CJUE, n° T-126/23, Arrêt du Tribunal, VC contre Agence européenne pour la sécurité et la santé au travail, 2 octobre 2024
https://www.doctrine.fr/d/CJUE/2024/CJUE62023TJ0126
si le comptable n'a pas besoin de calculette pour calculer ta retraite .....  c'est pas bon signe  !

hpchavaz

#1
Très interessant, en ce qu'il détaille , certes dans le cadre d'un examen limité, l'examen par le Tribunal des mesures correctrices mise en place par le requérant. In fine Le Tribunal ne pas remet pas en cause l'appréciation de [l'acheteur] sur les mesures et rejette le recours.

Pour savoir un peu de quoi il s'agit:

Notice automatisée de l'arrêt T-126/23 : VC contre l'Agence européenne pour la sécurité et la santé au travail (EU-OSHA)

Introduction :
Cet arrêt du Tribunal de première instance de l'Union européenne, rendu le 2 octobre 2024, concerne un contentieux entre VC et l'Agence européenne pour la sécurité et la santé au travail (EU-OSHA). Le litige porte sur l'exclusion de VC de la participation aux procédures de marchés publics et à l'octroi de subventions européennes pour une période de deux ans, en raison d'une « faute professionnelle grave ». Cette exclusion trouve sa source dans une décision prise par les autorités espagnoles en matière de droit de la concurrence, accusant la requérante d'infraction aux règles de concurrence dans ce pays.

Problématique juridique :
La problématique principale porte sur la légalité et la proportionnalité de la décision de l'EU-OSHA d'exclure VC des marchés publics européens, ainsi que sur l'articulation entre une telle décision et une décision de suspension de la sanction au niveau national espagnol. La requérante invoque plusieurs moyens pour contester cette décision, parmi lesquels une violation du principe de proportionnalité et une insuffisance de motivation.

Solution juridique :

  • Arguments des parties :

    • La requérante fait valoir que l'exclusion décidée par l'EU-OSHA est disproportionnée, compte tenu notamment de la suspension de la sanction par les autorités espagnoles. Elle soutient également que l'Agence n'a pas suffisamment motivé sa décision.
    • L'EU-OSHA, quant à elle, soutient que la faute professionnelle grave, établie par la décision espagnole en matière de concurrence, justifie pleinement l'exclusion temporaire de la requérante.
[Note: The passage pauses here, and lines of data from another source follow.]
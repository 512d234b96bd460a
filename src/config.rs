use config::{Config, ConfigError, Environment, File};
use serde::Deserialize;
use std::time::Duration;

/// Import pipeline configuration
#[derive(Debug, Deserialize, Clone)]
pub struct ImportConfig {
    /// URL fetch timeout in seconds
    #[serde(default = "default_timeout")]
    pub timeout: u64,
    /// Precise fetch timeout in milliseconds; wins over `timeout` when set
    #[serde(default)]
    pub timeout_ms: Option<u64>,
    /// User agent sent with page requests
    #[serde(default = "default_user_agent")]
    pub user_agent: String,
    /// OCR backend configuration
    #[serde(default)]
    pub ocr: OcrConfig,
}

impl Default for ImportConfig {
    fn default() -> Self {
        Self {
            timeout: default_timeout(),
            timeout_ms: None,
            user_agent: default_user_agent(),
            ocr: OcrConfig::default(),
        }
    }
}

/// Configuration for the image OCR backend
#[derive(Debug, Deserialize, Clone)]
pub struct OcrConfig {
    /// Google Cloud Vision API key (falls back to GOOGLE_API_KEY)
    pub google_api_key: Option<String>,
    /// Vision `images:annotate` endpoint
    #[serde(default = "default_ocr_endpoint")]
    pub endpoint: String,
}

impl Default for OcrConfig {
    fn default() -> Self {
        Self {
            google_api_key: None,
            endpoint: default_ocr_endpoint(),
        }
    }
}

// Default value functions
fn default_timeout() -> u64 {
    10
}

fn default_user_agent() -> String {
    "Mozilla/5.0 (Windows NT 10.0; Win64; x64) AppleWebKit/537.36 (KHTML, like Gecko) Chrome/120.0.0.0 Safari/537.36".to_string()
}

fn default_ocr_endpoint() -> String {
    "https://vision.googleapis.com/v1/images:annotate".to_string()
}

impl ImportConfig {
    /// Load configuration from file and environment variables
    ///
    /// Configuration is loaded with the following priority (highest to lowest):
    /// 1. Environment variables with RECIPE_IMPORTER__ prefix
    /// 2. config.toml file in current directory
    /// 3. Default values
    ///
    /// Environment variable format: RECIPE_IMPORTER__OCR__GOOGLE_API_KEY
    pub fn load() -> Result<Self, ConfigError> {
        load_config()
    }

    pub fn timeout_duration(&self) -> Duration {
        match self.timeout_ms {
            Some(ms) => Duration::from_millis(ms),
            None => Duration::from_secs(self.timeout),
        }
    }

    /// The configured Vision key, or the GOOGLE_API_KEY environment variable.
    pub fn google_api_key(&self) -> Option<String> {
        self.ocr
            .google_api_key
            .clone()
            .or_else(|| std::env::var("GOOGLE_API_KEY").ok())
            .filter(|key| !key.is_empty())
    }
}

/// Load configuration from file and environment variables
///
/// See [`ImportConfig::load`] for the precedence rules.
pub fn load_config() -> Result<ImportConfig, ConfigError> {
    let settings = Config::builder()
        // Optional config file (can be missing)
        .add_source(File::with_name("config").required(false))
        // Use double underscore for nested: RECIPE_IMPORTER__OCR__ENDPOINT
        .add_source(
            Environment::with_prefix("RECIPE_IMPORTER")
                .separator("__")
                .try_parsing(true),
        )
        .build()?;

    settings.try_deserialize()
}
Elle souligne que l'Agence dispose d'une marge de manœuvre pour décider de la gravité des faits et de la sanction appropriée.
  • Analyse des textes législatifs :
    L'Agence fonde sa décision d'exclusion sur les dispositions du Règlement financier de l'UE relatif à la participation aux marchés publics et à l'octroi de subventions, en particulier les articles régissant l'exclusion en cas de « faute professionnelle grave ». Le principe de proportionnalité est également central dans ce type de contentieux, imposant aux institutions européennes de ne pas infliger de sanctions manifestement disproportionnées aux faits reprochés.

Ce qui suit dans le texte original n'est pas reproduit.